Google issues urgent security warning to billions of users due to data leak

Google has issued a significant security warning to its 2.5 billion Gmail users, advising them to update their passwords and fortify their account security in the wake of a substantial number of “successful intrusions” by hackers.

This broad alert coincides with a separate warning from the company regarding a breach of its own Salesforce database, which has been linked to the prolific cybercrime group known as “ShinyHunters.”

The primary alert calls for users to remain on high alert for suspicious activity and to implement extra security measures, with a strong emphasis on enabling two-factor authentication (2FA).

According to Google, hackers frequently compromise accounts by using phishing tactics, such as sending fraudulent emails containing links to fake sign-in pages to harvest user credentials. Another common method involves tricking users into sharing their sensitive two-factor authentication codes.

While the company notes that most users have strong, unique passwords, it also highlights a critical vulnerability in user behavior: internal data shows that only a third of users regularly update these digital keys, leaving a massive number of accounts exposed to persistent threats over time.

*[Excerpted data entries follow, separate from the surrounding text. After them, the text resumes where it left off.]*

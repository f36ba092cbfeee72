use chrono::{TimeZone, Utc};
use sqlx::sqlite::SqlitePoolOptions;
use sqlx::SqlitePool;
use uuid::Uuid;

use soiree::{
    bootstrap,
    config::BootstrapConfig,
    domain::{Cart, CartEventLine, CreateUserRequest, UserRole},
    repository::{
        CartRepository, SqliteCartRepository, SqliteUserRepository, UserRepository,
    },
};

async fn setup() -> anyhow::Result<SqlitePool> {
    let pool = SqlitePoolOptions::new()
        .max_connections(1)
        .connect(":memory:")
        .await?;
    sqlx::migrate!("./migrations").run(&pool).await?;
    Ok(pool)
}

#[tokio::test]
async fn user_crud_and_role_change() -> anyhow::Result<()> {
    let pool = setup().await?;
    let repo = SqliteUserRepository::new(pool.clone());

    let user = repo
        .create(CreateUserRequest {
            email: "test@example.com".to_string(),
            username: "testuser".to_string(),
            full_name: "Test User".to_string(),
            phone: "0820000000".to_string(),
            password: "secure_password123".to_string(),
            role: UserRole::User,
        })
        .await?;
    assert_eq!(user.email, "test@example.com");
    assert_eq!(user.role, UserRole::User);
    assert!(!user.is_staff());

    let found = repo.find_by_id(user.id).await?;
    assert!(found.is_some());

    let by_email = repo.find_by_email("test@example.com").await?;
    assert_eq!(by_email.unwrap().id, user.id);

    let by_username = repo.find_by_username("testuser").await?;
    assert_eq!(by_username.unwrap().id, user.id);

    let promoted = repo.set_role(user.id, UserRole::Staff).await?;
    assert_eq!(promoted.role, UserRole::Staff);
    assert!(promoted.is_staff());
    assert!(!promoted.is_admin());

    let users = repo.list(10, 0).await?;
    assert_eq!(users.len(), 1);

    Ok(())
}

#[tokio::test]
async fn login_verifies_against_stored_hash() -> anyhow::Result<()> {
    let pool = setup().await?;
    let repo = SqliteUserRepository::new(pool.clone());

    repo.create(CreateUserRequest {
        email: "test@example.com".to_string(),
        username: "testuser".to_string(),
        full_name: "Test User".to_string(),
        phone: String::new(),
        password: "my_secure_password".to_string(),
        role: UserRole::User,
    })
    .await?;

    let hash = soiree::repository::user_repository::get_password_hash(&pool, "test@example.com")
        .await?
        .expect("hash stored");
    assert_ne!(hash, "my_secure_password");
    assert!(soiree::auth::verify_password("my_secure_password", &hash)?);
    assert!(!soiree::auth::verify_password("wrong_password", &hash)?);

    Ok(())
}

#[tokio::test]
async fn bootstrap_admin_is_idempotent() -> anyhow::Result<()> {
    let pool = setup().await?;
    let repo = SqliteUserRepository::new(pool.clone());
    let config = BootstrapConfig::default();

    bootstrap::ensure_admin(&repo, &config).await?;
    bootstrap::ensure_admin(&repo, &config).await?;

    let admin = repo
        .find_by_email(&config.admin_email)
        .await?
        .expect("admin created once");
    assert_eq!(admin.role, UserRole::Admin);
    assert!(admin.is_admin());

    assert_eq!(repo.list(10, 0).await?.len(), 1);

    Ok(())
}

#[tokio::test]
async fn cart_store_round_trips_per_session() -> anyhow::Result<()> {
    let pool = setup().await?;
    let store = SqliteCartRepository::new(pool.clone());

    // Unknown session comes back as an empty cart.
    let cart = store.load("nobody").await?;
    assert!(cart.is_empty());

    let mut cart = Cart::default();
    cart.events.push(CartEventLine {
        line_id: Uuid::new_v4(),
        event_id: Uuid::new_v4(),
        event_name: "Gala".to_string(),
        venue: "Gala Hall".to_string(),
        people_count: 10,
        start_time: Utc.with_ymd_and_hms(2026, 9, 1, 10, 0, 0).unwrap(),
        end_time: Utc.with_ymd_and_hms(2026, 9, 1, 12, 0, 0).unwrap(),
        base_amount_cents: 500_00,
        total_amount_cents: 500_00,
    });

    store.save("s1", &cart).await?;

    let loaded = store.load("s1").await?;
    assert_eq!(loaded.events.len(), 1);
    assert_eq!(loaded.events[0].event_name, "Gala");
    assert_eq!(loaded.item_count(), 1);

    // Sessions are isolated.
    assert!(store.load("s2").await?.is_empty());

    // Saving again replaces the blob.
    store.save("s1", &Cart::default()).await?;
    assert!(store.load("s1").await?.is_empty());

    store.save("s2", &cart).await?;
    store.clear("s2").await?;
    assert!(store.load("s2").await?.is_empty());

    Ok(())
}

This lack of regular security maintenance is a key weakness that cybercriminals are actively exploiting.

Compounding the general threat, Google has also disclosed a breach of its own Salesforce database. The company warned in June that malicious actors were successfully targeting individuals through sophisticated social engineering attacks.

In these schemes, hackers pose as IT support staffers, a method Google described as “particularly effective in tricking employees” to gain unauthorized access.

While this specific hack largely compromised publicly available information, such as contact details for small- and medium-sized businesses, Google fears the method could be a precursor to more serious and damaging attacks in the future.

The group behind this activity, operating under the brand “ShinyHunters,” may be preparing to intensify its campaigns.

In a blog post, Google stated, “We believe threat actors using the ‘ShinyHunters’ brand may be preparing to escalate their extortion tactics by launching a data leak site (DLS).” This tactic is designed to “increase pressure on victims,” including those affected by the recent Salesforce breach.

Google confirmed it notified all impacted users via email on August 8.

The ShinyHunters group, which seemingly derives its name from the Pokémon franchise, formed in 2020 and has since been linked to several high-profile breaches targeting major corporations like AT&T, Microsoft, and Ticketmaster.